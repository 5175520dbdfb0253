use std::path::{Path, PathBuf};
use std::sync::{Arc, Mutex};
use std::time::{Instant, SystemTime};

use anyhow::{Context, Result};
use clap::{ArgAction, Args, Parser, Subcommand};
use tokio_util::sync::CancellationToken;
use tracing::{info, warn};
use tracing_subscriber::prelude::*;

use vidgen_core::config::{config_path, data_dir, initialize_data_dir, AppConfig};
use vidgen_core::enhance::{EnhanceOutcome, PromptEnhancer};
use vidgen_core::generator::GenerationRequest;
use vidgen_core::housekeeping::{spawn_housekeeping, sweep_once};
use vidgen_core::logging::{self, FileSinkPlan, LoggingInitOptions, DEFAULT_LOG_FILTER};
use vidgen_core::server::{app_router, AppState};
use vidgen_core::service::{GenerationPhase, GenerationProgress, GenerationService, ProgressSink};

#[derive(Parser)]
#[command(
    name = "vidgen",
    about = "Text-to-video generation server",
    args_conflicts_with_subcommands = true
)]
struct Cli {
    #[command(subcommand)]
    command: Option<Commands>,

    #[arg(
        short = 'v',
        long = "verbose",
        action = ArgAction::Count,
        global = true,
        help = "Increase log verbosity (-v: debug, -vv: trace)"
    )]
    verbose: u8,

    #[arg(
        long = "log-filter",
        value_name = "FILTER",
        global = true,
        help = "Explicit tracing filter (overrides RUST_LOG and -v)"
    )]
    log_filter: Option<String>,

    #[arg(short, long)]
    port: Option<u16>,

    #[arg(long)]
    host: Option<String>,

    #[arg(long, global = true)]
    data_dir: Option<PathBuf>,
}

#[derive(Subcommand)]
enum Commands {
    /// Generate one video and exit.
    Generate(GenerateArgs),
    /// Print the enhanced form of a prompt.
    Enhance(EnhanceArgs),
    /// Run a single housekeeping pass over the output directory.
    Sweep,
}

#[derive(Args)]
struct GenerateArgs {
    #[arg(long, help = "Text prompt describing the video")]
    prompt: String,
    #[arg(long, help = "Number of inference steps (default from config)")]
    steps: Option<u32>,
    #[arg(long, help = "Classifier-free guidance scale (default from config)")]
    guidance: Option<f32>,
    #[arg(long, help = "Rewrite the prompt through the chat-completion API first")]
    enhance: bool,
}

#[derive(Args)]
struct EnhanceArgs {
    #[arg(help = "Prompt to enhance")]
    prompt: String,
}

pub async fn run_from_env() -> Result<()> {
    let cli = Cli::parse();
    let mode = if cli.command.is_some() { "cli" } else { "server" };
    let resolved_data_dir = data_dir(cli.data_dir.as_deref());

    vidgen_core::runtime::setup_runtime_libs();
    init_logging(
        &resolved_data_dir,
        cli.verbose,
        cli.log_filter.as_deref(),
    );
    vidgen_core::runtime::log_runtime_lib_status();
    log_startup_metadata(mode, &resolved_data_dir);

    let config = load_config(&resolved_data_dir)?;

    match cli.command {
        Some(Commands::Generate(args)) => run_generate(config, args).await,
        Some(Commands::Enhance(args)) => run_enhance(config, args).await,
        Some(Commands::Sweep) => run_sweep(config),
        None => run_server(config, cli.port, cli.host).await,
    }
}

fn init_logging(data_dir: &Path, verbose: u8, cli_log_filter: Option<&str>) {
    let init_options = LoggingInitOptions {
        data_dir: Some(data_dir.to_path_buf()),
        verbose,
        cli_log_filter: cli_log_filter.map(ToString::to_string),
        rust_log_env: std::env::var("RUST_LOG").ok(),
        ..Default::default()
    };
    let init_plan = logging::compose_logging_init_plan(&init_options);
    let console_filter = init_plan.filters.console_filter;
    let file_filter = init_plan.filters.file_filter;

    match init_plan.file_sink {
        FileSinkPlan::Ready { appender, .. } => {
            let console_env_filter = parse_env_filter_with_fallback(&console_filter, "console");
            let file_env_filter = parse_env_filter_with_fallback(&file_filter, "file");

            let subscriber = tracing_subscriber::registry()
                .with(
                    tracing_subscriber::fmt::layer()
                        .with_writer(std::io::stderr)
                        .with_filter(console_env_filter),
                )
                .with(
                    tracing_subscriber::fmt::layer()
                        .with_ansi(false)
                        .with_writer(logging::RedactingMakeWriter::new(appender))
                        .with_filter(file_env_filter),
                );

            if let Err(error) = tracing::subscriber::set_global_default(subscriber) {
                eprintln!(
                    "Failed to initialize tracing subscriber: {error}. Continuing without structured tracing."
                );
            }
        }
        FileSinkPlan::Fallback {
            attempted_log_dir,
            reason,
        } => {
            let attempted_log_dir = attempted_log_dir
                .as_ref()
                .map(|path| path.display().to_string())
                .unwrap_or_else(|| "<none>".to_string());

            let console_env_filter = parse_env_filter_with_fallback(&console_filter, "console");
            let subscriber = tracing_subscriber::registry().with(
                tracing_subscriber::fmt::layer()
                    .with_writer(std::io::stderr)
                    .with_filter(console_env_filter),
            );

            if let Err(error) = tracing::subscriber::set_global_default(subscriber) {
                eprintln!(
                    "Failed to initialize tracing subscriber: {error}. Continuing without structured tracing."
                );
                return;
            }

            warn!(
                attempted_log_dir = %attempted_log_dir,
                reason = %reason,
                "Persistent file logging unavailable; continuing with console-only logging"
            );
        }
    }
}

fn parse_env_filter_with_fallback(filter: &str, sink_name: &str) -> tracing_subscriber::EnvFilter {
    tracing_subscriber::EnvFilter::try_new(filter).unwrap_or_else(|error| {
        eprintln!(
            "Invalid {sink_name} log filter '{filter}': {error}. Falling back to '{DEFAULT_LOG_FILTER}'."
        );
        tracing_subscriber::EnvFilter::new(DEFAULT_LOG_FILTER)
    })
}

fn log_startup_metadata(mode: &'static str, data_dir: &Path) {
    info!(
        mode,
        pid = std::process::id(),
        version = env!("CARGO_PKG_VERSION"),
        data_dir = %data_dir.display(),
        config_path = %config_path(data_dir).display(),
        "Runtime startup metadata"
    );
}

/// File values first, then deployment variables on top.
fn load_config(data_dir: &Path) -> Result<AppConfig> {
    if let Err(e) = initialize_data_dir(data_dir) {
        warn!(error = %e, "Failed to initialize data directory");
    }
    let cfg_path = config_path(data_dir);
    let mut config = match AppConfig::load_from_path(&cfg_path) {
        Ok(config) => config,
        Err(err) => {
            warn!(error = %format!("{err:#}"), "Failed to load config file, using defaults");
            AppConfig::default()
        }
    };
    config.apply_process_env()?;
    Ok(config)
}

async fn load_service(config: &AppConfig) -> Result<Arc<GenerationService>> {
    match vidgen_core::runtime::ffmpeg_version() {
        Ok(version) => info!(%version, "ffmpeg available"),
        Err(err) => warn!(error = %format!("{err:#}"), "ffmpeg unavailable; exports will fail"),
    }

    let config = config.clone();
    let service = tokio::task::spawn_blocking(move || GenerationService::from_config(&config))
        .await
        .context("model loading task panicked")??;
    Ok(Arc::new(service))
}

async fn shutdown_signal() {
    if let Err(err) = tokio::signal::ctrl_c().await {
        warn!(error = %err, "Failed to listen for Ctrl-C");
        std::future::pending::<()>().await;
    }
    info!("Shutdown signal received");
}

async fn run_server(
    config: AppConfig,
    port_override: Option<u16>,
    host_override: Option<String>,
) -> Result<()> {
    let port = port_override.unwrap_or(config.server.port);
    let host = host_override.unwrap_or_else(|| config.server.host.clone());

    let service = load_service(&config).await?;
    let housekeeping = spawn_housekeeping(
        &config.housekeeping,
        config.paths.output_dir.clone(),
        CancellationToken::new(),
    );

    let state = AppState::new(Arc::clone(&service), config);
    let app = app_router(state.clone());

    let addr = format!("{host}:{port}");
    let listener = tokio::net::TcpListener::bind(&addr)
        .await
        .with_context(|| format!("failed to bind {addr}"))?;
    info!(%addr, "Starting vidgen server");

    let served = axum::serve(listener, app)
        .with_graceful_shutdown(shutdown_signal())
        .await;

    let cancelled = state.cancel_all_jobs();
    if cancelled > 0 {
        info!(cancelled, "Cancelled in-flight jobs");
    }
    housekeeping.shutdown().await;
    service.shutdown();

    served.context("server error")
}

async fn run_generate(config: AppConfig, args: GenerateArgs) -> Result<()> {
    let request = GenerationRequest::new(
        args.prompt,
        args.steps.unwrap_or(config.generation.default_steps),
        args.guidance.unwrap_or(config.generation.default_guidance),
    );
    request.validate()?;

    let service = load_service(&config).await?;

    let cancel = CancellationToken::new();
    let ctrl_c = tokio::spawn({
        let cancel = cancel.clone();
        async move {
            shutdown_signal().await;
            cancel.cancel();
        }
    });

    let result = service
        .generate(request, args.enhance, cancel, terminal_progress())
        .await;
    eprintln!();
    ctrl_c.abort();
    service.shutdown();

    let output = result?;
    if let Some(outcome) = &output.enhancement {
        info!(outcome = outcome.label(), prompt = %output.prompt, "Prompt used");
    }
    println!("{}", output.video.mp4.display());
    println!("{}", output.video.gif.display());
    info!(
        elapsed = %format_duration(output.elapsed_ms as f64 / 1000.0),
        upscaled = output.upscaled,
        "Generation finished"
    );
    Ok(())
}

async fn run_enhance(config: AppConfig, args: EnhanceArgs) -> Result<()> {
    let enhancer = PromptEnhancer::new(&config.enhance)?;
    let outcome = enhancer.enhance(&args.prompt).await;
    match &outcome {
        EnhanceOutcome::Rewritten(_) => {}
        EnhanceOutcome::Exhausted {
            attempts,
            last_error,
        } => warn!(attempts, error = %last_error, "Enhancement failed; printing original prompt"),
        other => info!(outcome = other.label(), "Prompt left unchanged"),
    }
    println!("{}", outcome.resolve(&args.prompt));
    Ok(())
}

fn run_sweep(config: AppConfig) -> Result<()> {
    let report = sweep_once(
        &config.paths.output_dir,
        config.housekeeping.retention(),
        SystemTime::now(),
    )?;
    for path in &report.deleted {
        println!("{}", path.display());
    }
    info!(
        deleted = report.deleted.len(),
        kept = report.kept,
        failed = report.failed,
        "Sweep finished"
    );
    Ok(())
}

fn format_duration(secs: f64) -> String {
    let total = secs.round() as u64;
    let h = total / 3600;
    let m = (total % 3600) / 60;
    let s = total % 60;
    format!("{:02}:{:02}:{:02}", h, m, s)
}

const PROGRESS_BAR_WIDTH: usize = 30;

fn phase_label(phase: GenerationPhase) -> &'static str {
    match phase {
        GenerationPhase::Generating => "Generating",
        GenerationPhase::Upscaling => "Upscaling",
        GenerationPhase::Encoding => "Encoding",
    }
}

/// One terminal line; `phase_elapsed` is time spent in the current phase.
fn render_progress(progress: &GenerationProgress, phase_elapsed: f64) -> String {
    let fraction = if progress.total > 0 {
        (progress.current as f64 / progress.total as f64).clamp(0.0, 1.0)
    } else {
        0.0
    };
    let filled = (fraction * PROGRESS_BAR_WIDTH as f64).round() as usize;
    let empty = PROGRESS_BAR_WIDTH.saturating_sub(filled);
    let bar: String = "█".repeat(filled) + &"░".repeat(empty);

    let eta = if progress.current > 0 && progress.current < progress.total {
        let remaining = (progress.total - progress.current) as f64;
        let per_unit = phase_elapsed / progress.current as f64;
        format!(" | ETA: {}", format_duration(remaining * per_unit))
    } else {
        String::new()
    };

    format!(
        "\r{:<10} [{}] {:5.1}% | {}/{} | Elapsed: {}{}    ",
        phase_label(progress.phase),
        bar,
        fraction * 100.0,
        progress.current,
        progress.total,
        format_duration(phase_elapsed),
        eta,
    )
}

fn terminal_progress() -> ProgressSink {
    let phase_start: Mutex<Option<(GenerationPhase, Instant)>> = Mutex::new(None);
    Arc::new(move |progress: GenerationProgress| {
        let elapsed = {
            let mut guard = match phase_start.lock() {
                Ok(guard) => guard,
                Err(poisoned) => poisoned.into_inner(),
            };
            match *guard {
                Some((phase, started)) if phase == progress.phase => {
                    started.elapsed().as_secs_f64()
                }
                _ => {
                    if guard.is_some() {
                        eprintln!();
                    }
                    *guard = Some((progress.phase, Instant::now()));
                    0.0
                }
            }
        };
        eprint!("{}", render_progress(&progress, elapsed));
    })
}


#[cfg(test)]
mod progress_line_tests {
    use super::*;

    fn progress(phase: GenerationPhase, current: u64, total: u64) -> GenerationProgress {
        GenerationProgress {
            phase,
            current,
            total,
        }
    }

    #[test]
    fn half_done_shows_eta() {
        let line = render_progress(&progress(GenerationPhase::Upscaling, 6, 12), 30.0);
        assert!(line.starts_with("\rUpscaling "));
        assert!(line.contains(" 50.0% | 6/12"));
        assert!(line.contains("ETA: 00:00:30"));
    }

    #[test]
    fn start_and_end_have_no_eta() {
        let start = render_progress(&progress(GenerationPhase::Generating, 0, 1), 0.0);
        assert!(!start.contains("ETA"));
        assert!(start.contains("  0.0%"));

        let done = render_progress(&progress(GenerationPhase::Encoding, 1, 1), 4.0);
        assert!(!done.contains("ETA"));
        assert!(done.contains("100.0%"));
    }

    #[test]
    fn zero_total_does_not_divide() {
        let line = render_progress(&progress(GenerationPhase::Upscaling, 0, 0), 1.0);
        assert!(line.contains("  0.0%"));
    }
}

● **What to work on**:
Lines that contain the string "contains" should be copied from the material above.

● **Exercise result**:
        assert!(line.contains(" 50.0% | 6/12"));
        assert!(line.contains("ETA: 00:00:30"));
        assert!(!start.contains("ETA"));
        assert!(start.contains("  0.0%"));
        assert!(!done.contains("ETA"));
        assert!(done.contains("100.0%"));
        assert!(line.contains("  0.0%"));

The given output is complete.